Banana Cake with Rum Cream Cheese Frosting

2 1/4 cups all-purpose flour

1 1/2 cups sugar

1 1/2 teaspoons baking powder

1/4 teaspoon salt

1 cup ripe mashed bananas (about 2)

3/4 cup buttermilk or sour milk

1/2 butter, at room temperature

1 teaspoon good vanilla

2 eggs

Grease and flour a 9 x 13-inch baking dish (or two 9-inch round cake pans) with cooking spray. Preheat oven to 350 degrees Fahrenheit.

Mix together the flour, sugar, baking powder, baking soda and salt. Add the mashed bananas, buttermilk, softened butter and vanilla. Mix on low speed until well combined.

Add eggs one at a time, and beat on medium speed for about 2 minutes.

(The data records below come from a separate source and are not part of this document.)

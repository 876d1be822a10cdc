use crate::CLAP_STYLING;
use clap::{ArgAction, arg, command};

const DEFAULT_CONFIG_DIR: &str = "~/.config/holdmap/";

pub(crate) fn command_argument_builder() -> clap::Command {
    clap::Command::new("holdmap")
        .version(env!("CARGO_PKG_VERSION"))
        .bin_name("holdmap")
        .styles(CLAP_STYLING)
        .arg(arg!(-q --"quiet" "Suppress banner and non-essential output").required(false))
        .arg(
            arg!(-v --"verbose" "Increase log verbosity (-v info, -vv debug)")
                .required(false)
                .action(ArgAction::Count),
        )
        .subcommand_required(false)
        .subcommand(
            command!("init")
                .about("Initializes an empty registry database on your filesystem")
                .arg(
                    arg!([PATH])
                        .required(false)
                        .help("Directory (or .db file) for the registry database")
                        .default_value(DEFAULT_CONFIG_DIR),
                )
                .arg(
                    arg!(-f - -"force")
                        .help("Overwrite any existing database at the specified location.")
                        .required(false),
                ),
        )
        .subcommand(
            command!("crawl")
                .about(
                    "Expand the ownership network around one or more companies or persons, \
                up to a maximum depth.",
                )
                .arg(
                    arg!(--"db" <PATH>)
                        .required(false)
                        .help("Registry database (directory or .db file)")
                        .default_value(DEFAULT_CONFIG_DIR),
                )
                .arg(
                    arg!(-c --"company" <CNPJ>)
                        .required(false)
                        .help("Company tax id to start from (repeatable)")
                        .action(ArgAction::Append),
                )
                .arg(
                    arg!(-p --"person" <PERSON>)
                        .required(false)
                        .help("Person to start from as TAX_ID:NAME, tax id as masked in the registry (repeatable)")
                        .action(ArgAction::Append),
                )
                .arg(
                    arg!(-s --"search" <QUERY>)
                        .required(false)
                        .help("Start from every partner matching a tax id or name (repeatable)")
                        .action(ArgAction::Append),
                )
                .arg(
                    arg!(-S --"seeds-file" <PATH>)
                        .required(false)
                        .help("Newline-delimited seeds: PJ:<cnpj>, PF:<cpf>:<name>, SEARCH:<query> or a bare CNPJ")
                        .value_parser(clap::value_parser!(std::path::PathBuf)),
                )
                .arg(
                    arg!(-d --"max-depth" <DEPTH>)
                        .required(false)
                        .help("Maximum number of hops from a seed")
                        .value_parser(clap::value_parser!(u32).range(1..))
                        .default_value("1"),
                )
                .arg(
                    arg!(-Q --"qualifications" <CODES>)
                        .required(false)
                        .help("Comma separated qualification codes to follow, or ALL")
                        .default_value("ALL"),
                )
                .arg(
                    arg!(--"timeout" <SECONDS>)
                        .required(false)
                        .help("Stop the crawl after this many seconds and keep the partial graph")
                        .value_parser(clap::value_parser!(u64)),
                )
                .arg(
                    arg!(-o --"output" <PATH>)
                        .required(false)
                        .help("Export the graph to this file (default: summary only)")
                        .value_parser(clap::value_parser!(std::path::PathBuf)),
                )
                .arg(
                    arg!(-f --"format" <FORMAT>)
                        .required(false)
                        .help("Export format: json, graphml, gexf, csv")
                        .value_parser(["json", "graphml", "gexf", "csv"])
                        .default_value("json"),
                )
                .arg(
                    arg!(--"no-progress")
                        .required(false)
                        .help("Disable the progress spinner")
                        .action(ArgAction::SetTrue),
                ),
        )
        .subcommand(
            command!("search")
                .about("List the partners matching a tax id or a name")
                .arg(arg!(<QUERY>).help("Tax id (masked or punctuated) or partner name"))
                .arg(
                    arg!(--"db" <PATH>)
                        .required(false)
                        .help("Registry database (directory or .db file)")
                        .default_value(DEFAULT_CONFIG_DIR),
                ),
        )
}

Pour the batter into the prepared pan. Bake at 350 degrees Fahrenheit for 25 to 30 minutes, or until the cake tests done with a toothpick inserted into the middle. Cool in the pan for 10 minutes. Remove from the pans (if using round cake pans), and allow to completely cool on wire racks. Frost cake when completely cooled.

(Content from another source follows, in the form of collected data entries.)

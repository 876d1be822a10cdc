// Tests for the registry database and its data source queries

use holdmap_core::data::{Database, PartnerRecord};
use holdmap_scanner::Identity;
use holdmap_scanner::source::{Attributes, DataSource, PartnerQuery};
use serde_json::{Value, json};
use tempfile::TempDir;

const HOLDING: &str = "11111111000111";
const SUBSIDIARY: &str = "22222222000122";
const PERSON_TAX_ID: &str = "***123456**";
const PERSON_NAME: &str = "JOAO DA SILVA";

fn create_test_db() -> (TempDir, Database) {
    let temp_dir = TempDir::new().unwrap();
    let db_path = temp_dir.path().join("test.db");
    let db = Database::new(&db_path).unwrap();
    (temp_dir, db)
}

fn company_fields(legal_name: &str, trade_name: &str) -> Attributes {
    let mut fields = Attributes::new();
    fields.insert("razao_social".to_string(), json!(legal_name));
    fields.insert("nome_fantasia".to_string(), json!(trade_name));
    fields.insert("situacao".to_string(), json!("02"));
    fields.insert("capital_social".to_string(), json!(1500.5));
    fields
}

/// Holding owns the subsidiary; a person is partner of the holding.
fn seed_registry(db: &Database) {
    db.insert_company(HOLDING, &company_fields("HOLDING ALFA SA", "ALFA"))
        .unwrap();
    db.insert_company(SUBSIDIARY, &company_fields("BETA COMERCIO LTDA", ""))
        .unwrap();

    let person = Identity::natural_person(PERSON_TAX_ID, PERSON_NAME);
    db.insert_partner(&PartnerRecord::new(HOLDING, &person, "49", Some("20100105")))
        .unwrap();
    db.insert_partner(&PartnerRecord::new(
        SUBSIDIARY,
        &Identity::legal_entity(HOLDING),
        "22",
        None,
    ))
    .unwrap();
}

// ============================================================================
// Database Creation Tests
// ============================================================================

#[test]
fn test_database_creation() {
    let temp_dir = TempDir::new().unwrap();
    let db_path = temp_dir.path().join("test.db");

    let db = Database::new(&db_path);
    assert!(db.is_ok());
    assert!(db_path.exists());
}

#[test]
fn test_database_exists_and_drop() {
    let temp_dir = TempDir::new().unwrap();
    let db_path = temp_dir.path().join("test.db");

    assert!(!Database::exists(&db_path));
    let db = Database::new(&db_path).unwrap();
    assert!(Database::exists(&db_path));
    drop(db);

    Database::drop(&db_path).unwrap();
    assert!(!Database::exists(&db_path));
}

#[test]
fn test_reopen_keeps_rows() {
    let temp_dir = TempDir::new().unwrap();
    let db_path = temp_dir.path().join("test.db");

    {
        let db = Database::new(&db_path).unwrap();
        seed_registry(&db);
    }

    let db = Database::new(&db_path).unwrap();
    assert_eq!(db.company_count().unwrap(), 2);
    assert_eq!(db.partner_count().unwrap(), 2);
}

// ============================================================================
// Insert Tests
// ============================================================================

#[test]
fn test_insert_company_rejects_unknown_column() {
    let (_temp_dir, db) = create_test_db();

    let mut fields = Attributes::new();
    fields.insert("not_a_column".to_string(), json!("x"));

    assert!(db.insert_company(HOLDING, &fields).is_err());
    assert_eq!(db.company_count().unwrap(), 0);
}

#[test]
fn test_insert_company_replaces_existing_row() {
    let (_temp_dir, db) = create_test_db();

    db.insert_company(HOLDING, &company_fields("OLD NAME", "")).unwrap();
    db.insert_company(HOLDING, &company_fields("NEW NAME", "")).unwrap();

    assert_eq!(db.company_count().unwrap(), 1);
    let record = db.fetch_entity_attributes(HOLDING).unwrap().unwrap();
    assert_eq!(record.legal_name.as_deref(), Some("NEW NAME"));
}

#[test]
fn test_partner_record_from_identity() {
    let person = Identity::natural_person(PERSON_TAX_ID, PERSON_NAME);
    let record = PartnerRecord::new(HOLDING, &person, "49", None);
    assert_eq!(record.partner_type, 2);
    assert_eq!(record.partner_tax_id, PERSON_TAX_ID);
    assert_eq!(record.partner_name, PERSON_NAME);

    let company = PartnerRecord::new(SUBSIDIARY, &Identity::legal_entity(HOLDING), "22", None);
    assert_eq!(company.partner_type, 1);
    assert_eq!(company.partner_name, "");
}

// ============================================================================
// Data Source Tests
// ============================================================================

#[test]
fn test_fetch_entity_attributes() {
    let (_temp_dir, db) = create_test_db();
    seed_registry(&db);

    let record = db.fetch_entity_attributes(HOLDING).unwrap().unwrap();
    assert_eq!(record.tax_id, HOLDING);
    assert_eq!(record.legal_name.as_deref(), Some("HOLDING ALFA SA"));
    assert_eq!(record.trade_name.as_deref(), Some("ALFA"));
    assert_eq!(record.fields.get("situacao"), Some(&json!("02")));
    assert_eq!(record.fields.get("capital_social"), Some(&json!(1500.5)));
    // Every column is present, unset ones as null
    assert_eq!(record.fields.get("email"), Some(&Value::Null));
}

#[test]
fn test_fetch_entity_attributes_missing() {
    let (_temp_dir, db) = create_test_db();
    seed_registry(&db);

    assert!(db.fetch_entity_attributes("99999999000199").unwrap().is_none());
}

#[test]
fn test_fetch_relations_of_company_both_directions() {
    let (_temp_dir, db) = create_test_db();
    seed_registry(&db);

    let rows = db.fetch_relations(&Identity::legal_entity(HOLDING)).unwrap();
    assert_eq!(rows.len(), 2);

    // Partner of the holding
    assert_eq!(rows[0].owned_tax_id, HOLDING);
    assert_eq!(
        rows[0].partner,
        Identity::natural_person(PERSON_TAX_ID, PERSON_NAME)
    );
    assert_eq!(rows[0].qualification_code, "49");
    assert_eq!(rows[0].entry_date.as_deref(), Some("20100105"));

    // Stake the holding has in the subsidiary
    assert_eq!(rows[1].owned_tax_id, SUBSIDIARY);
    assert_eq!(rows[1].partner, Identity::legal_entity(HOLDING));
    assert_eq!(rows[1].entry_date, None);
}

#[test]
fn test_fetch_relations_of_person_matches_name() {
    let (_temp_dir, db) = create_test_db();
    seed_registry(&db);

    // Same masked tax id, different person
    let homonym = Identity::natural_person(PERSON_TAX_ID, "MARIA SOUZA");
    db.insert_partner(&PartnerRecord::new(SUBSIDIARY, &homonym, "49", None))
        .unwrap();

    let rows = db
        .fetch_relations(&Identity::natural_person(PERSON_TAX_ID, PERSON_NAME))
        .unwrap();
    assert_eq!(rows.len(), 1);
    assert_eq!(rows[0].owned_tax_id, HOLDING);
}

#[test]
fn test_search_partners_by_name() {
    let (_temp_dir, db) = create_test_db();
    seed_registry(&db);
    // A second stake by the same person is grouped into one match
    let person = Identity::natural_person(PERSON_TAX_ID, PERSON_NAME);
    db.insert_partner(&PartnerRecord::new(SUBSIDIARY, &person, "49", None))
        .unwrap();

    let matches = db
        .search_partners(&PartnerQuery::parse("joao da silva"))
        .unwrap();
    assert_eq!(matches.len(), 1);
    assert_eq!(matches[0].identity, person);
}

#[test]
fn test_search_partners_by_tax_id() {
    let (_temp_dir, db) = create_test_db();
    seed_registry(&db);

    let matches = db
        .search_partners(&PartnerQuery::parse("11.111.111/0001-11"))
        .unwrap();
    assert_eq!(matches.len(), 1);
    assert_eq!(matches[0].identity, Identity::legal_entity(HOLDING));
}

#[test]
fn test_search_partners_no_match() {
    let (_temp_dir, db) = create_test_db();
    seed_registry(&db);

    let matches = db.search_partners(&PartnerQuery::parse("NOBODY")).unwrap();
    assert!(matches.is_empty());
}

1/2 cup butter, at room temperature

4 ounces cream cheese, at room temperature

1 egg white

2 1/2 to 3 cups powdered sugar

1/2 teaspoon good vanilla

1/2 teaspoon rum flavoring (or good rum)

In a mixing bowl, cream together the softened butter and cream cheese until nice and fluffy. Add the egg white, and mix until completely incorporated. Slowly add the powdered sugar, about 1/2 cup at a time, and mix on low to incorporate. When combined, increase the speed to medium high, and beat mixture for about 1 minute. Add in the flavorings, and mix until completely combined. Depending how thick or thin you like your frosting, you can add more powdered sugar to reach your desired consistency. If it becomes too thick, add 1-2 teaspoons of milk to thin it. Refrigerate frosting until ready to use.